By Ron Estes
“I carried the Regimental colors that day in the flag detail. I was a sergeant, a squad leader (three stripes). It was a stirring day.” Ron Estes later served 25 years as an Operations Officer in the CIA Clandestine Service and received the agency’s highest medal of honor.
Memorial Day, Uijeongbu, Korea, May 1953
The 1st Marine Division was taken off the line on 5 May 1953, and sent into corps reserve; 25 miles behind the fighting lines. It was sent there to regroup and refurbish: to prepare to go back up on the line. It was the first time the Marines had been taken off the line since they had been evacuated from Hungnam, after fighting their way there from the Chosin Reservoir.
The 1st Marine Division was comprised of three infantry regiments, The 1st Marines, the 5th Marines, and the 7th Marines, and an artillery regiment, the 11th Marines.
In reserve, the Division was set up in regimental compounds: each a tent city surrounded by barbed-wire fences.
On 30 May, Memorial day, the entire 1st Marine Regiment, the 1st Marines, 3,000 men, was marched out of its compound to a plateau surrounded by mountains. On the plateau the regiment was formed on line, shoulder to shoulder.
Behind the Regimental Commander, the colors detail led the column: four Marines, one carried the U.S flag, one carried the regimental battle colors and two riflemen.
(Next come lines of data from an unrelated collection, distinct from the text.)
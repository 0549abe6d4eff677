//! Identity provider abstraction
//!
//! The provider is the system of record for accounts and token signing.
//! Implementations report failures as [`AuthError::ProviderRejected`] when the
//! provider declined the request and [`AuthError::ProviderUnavailable`] when
//! it could not be reached.

use async_trait::async_trait;
use latch_types::{AuthUser, EmailAddress, UserId};
use serde::Deserialize;

use crate::AuthError;

/// Session object returned by the provider on sign-in or refresh
#[derive(Clone, Deserialize)]
pub struct ProviderSession {
    pub access_token: String,
    pub refresh_token: String,
    /// Access token lifetime in seconds from issuance
    pub expires_in: i64,
    #[serde(default)]
    pub token_type: Option<String>,
    #[serde(default)]
    pub user: Option<AuthUser>,
}

impl std::fmt::Debug for ProviderSession {
    fn fmt(&self, f: &mut std::fmt::Formatter<'_>) -> std::fmt::Result {
        f.debug_struct("ProviderSession")
            .field("expires_in", &self.expires_in)
            .field("token_type", &self.token_type)
            .field("user", &self.user.as_ref().map(|u| &u.id))
            .finish_non_exhaustive()
    }
}

/// A freshly generated one-time code, not yet delivered
#[derive(Clone)]
pub struct IssuedOtp {
    pub code: String,
    /// Account the code was issued for, when the provider reports it
    pub user_id: Option<UserId>,
}

impl std::fmt::Debug for IssuedOtp {
    fn fmt(&self, f: &mut std::fmt::Formatter<'_>) -> std::fmt::Result {
        f.debug_struct("IssuedOtp")
            .field("user_id", &self.user_id)
            .finish_non_exhaustive()
    }
}

/// Options for one-time code generation
#[derive(Debug, Clone, PartialEq, Eq)]
pub struct OtpOptions {
    /// Provision an account for unknown addresses
    pub should_create_user: bool,
    /// Redirect target recorded with the request
    pub redirect_to: Option<String>,
}

impl Default for OtpOptions {
    fn default() -> Self {
        Self {
            should_create_user: true,
            redirect_to: None,
        }
    }
}

/// External identity provider
#[async_trait]
pub trait IdentityProvider: Send + Sync {
    /// Generate a one-time code for `email` without delivering it
    async fn generate_otp(
        &self,
        email: &EmailAddress,
        options: &OtpOptions,
    ) -> Result<IssuedOtp, AuthError>;

    /// Exchange an email and code for a session
    async fn verify_otp(&self, email: &EmailAddress, code: &str)
        -> Result<ProviderSession, AuthError>;

    /// Exchange a refresh token for a new session
    async fn refresh_session(&self, refresh_token: &str) -> Result<ProviderSession, AuthError>;

    /// Resolve an access token to the user it was issued for
    async fn get_user(&self, access_token: &str) -> Result<AuthUser, AuthError>;
}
The Regimental Colors were laden with the battle streamers of the history of the regiment’s campaigns: Vera Cruz, Haiti, Dominican Republic, Guadalcanal, New Guinea, Cape Gloucester, Peleliu, Okinawa, Inchon, and Chosin Reservoir.
It was considered a great honor to carry those colors.
Behind the regiment was a line of about 20 snare drummers. God knows where they came from.
Behind the drummers, a rifle squad.
Once on line, a flat-bed truck was parked in front of the regiment. Each regimental company commander then climbed the truck, and through a power system, announced the names and rank of each member of his company who had been killed in action since January the 1st.
After each name, a long drum roll sounded, rrrrrrrrrmp, dum dum. There were so many.
After the last name was announced, the rifle squad fired 21 volleys.
And then… a long complete silence, not even a cough.
Then, from a ridge of a surrounding mountain, a bugler blew taps.
That haunting bugle call echoed loudly, resounding throughout the valley.
There were 3,000 battle hardened Marines in that formation, and not a dry eye among them.
It’s okay to shed a tear on Memorial Day.
What a poignant tribute Ron. Thank you for sharing.